The Thuringia data protection authority activity report 2018 states that conflicts of interest can always arise when the DPO simultaneously performs tasks in the areas of personnel, legal, automated data processing, IT, organisational units with particularly extensive or sensitive processing of personal data, as a security officer, or if he/she is Chairman of the Works Council. In particular, the latter seems to contrast with the recent judgement that the Saxony State Labour Court issued, on 19 August 2019, its decision No. 9 Sa 268/18.
In the opinion of the North Rhine-Westphalia Commissioner for Data Protection and Freedom of Information, conflicts of interest are to be expected above all when positions of senior management are held at the same time or the fields of activity involve the determination of purposes and means of data processing.
The Article 29 Working Party underlines, in its Guidelines on DPOs, the following safeguards are to enable the DPO to act in an independent manner:
- the controllers or the processors should not issue instructions regarding the exercise of the DPO's tasks;
- the controller must not dismiss or penalise the DPO for the performance of their tasks; and
- there should be no conflict of interest with other possible tasks and duties.
The other tasks and duties of a DPO must not result in a conflict of interest.

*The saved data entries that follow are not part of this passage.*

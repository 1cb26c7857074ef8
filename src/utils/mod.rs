pub mod cpf;
pub mod crypto;
pub mod text;
pub mod time;
pub mod token;
use chrono::{DateTime, Utc};
use serde::{Deserialize, Serialize};
use uuid::Uuid;

#[derive(Debug, Clone, Serialize, Deserialize)]
pub struct Job {
    pub id: Uuid,
    pub title: String,
    pub description: Option<String>,
    pub responsibilities: Vec<String>,
    pub benefits: Vec<String>,
    pub requirements: Vec<String>,
    pub location: Option<String>,
    pub active: bool,
    pub created_at: DateTime<Utc>,
    pub updated_at: DateTime<Utc>,
}

#[derive(Debug, Clone)]
pub struct NewJob {
    pub title: String,
    pub description: Option<String>,
    pub responsibilities: Vec<String>,
    pub benefits: Vec<String>,
    pub requirements: Vec<String>,
    pub location: Option<String>,
    pub active: bool,
}

#[derive(Debug, Clone, Default)]
pub struct JobChanges {
    pub title: Option<String>,
    pub description: Option<String>,
    pub responsibilities: Option<Vec<String>>,
    pub benefits: Option<Vec<String>>,
    pub requirements: Option<Vec<String>>,
    pub location: Option<String>,
    pub active: Option<bool>,
}

impl JobChanges {
    pub fn apply(&self, job: &mut Job, at: DateTime<Utc>) {
        if let Some(v) = &self.title {
            job.title = v.clone();
        }
        if let Some(v) = &self.description {
            job.description = Some(v.clone());
        }
        if let Some(v) = &self.responsibilities {
            job.responsibilities = v.clone();
        }
        if let Some(v) = &self.benefits {
            job.benefits = v.clone();
        }
        if let Some(v) = &self.requirements {
            job.requirements = v.clone();
        }
        if let Some(v) = &self.location {
            job.location = Some(v.clone());
        }
        if let Some(v) = self.active {
            job.active = v;
        }
        job.updated_at = at;
    }
}

#[derive(Debug, Clone, Default)]
pub struct JobFilter {
    pub active: Option<bool>,
    pub search: Option<String>,
}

This means, firstly, that the DPO cannot hold a position within the organisation that leads him/her to determine the purposes and the means of the processing of personal data. Due to the specific organisational structure in each company, this has to be considered on a case by case basis.
As a general rule, one should consider conflicting positions within the organisation to include senior management positions, including chief operating officer, chief financial officer, chief medical officer, the head of marketing department, or the head of Human Resources, but it is important to note that other roles lower down in the organisations hierarchical structure may also be in conflict if such positions or roles lead to the determination of purposes and means of processing.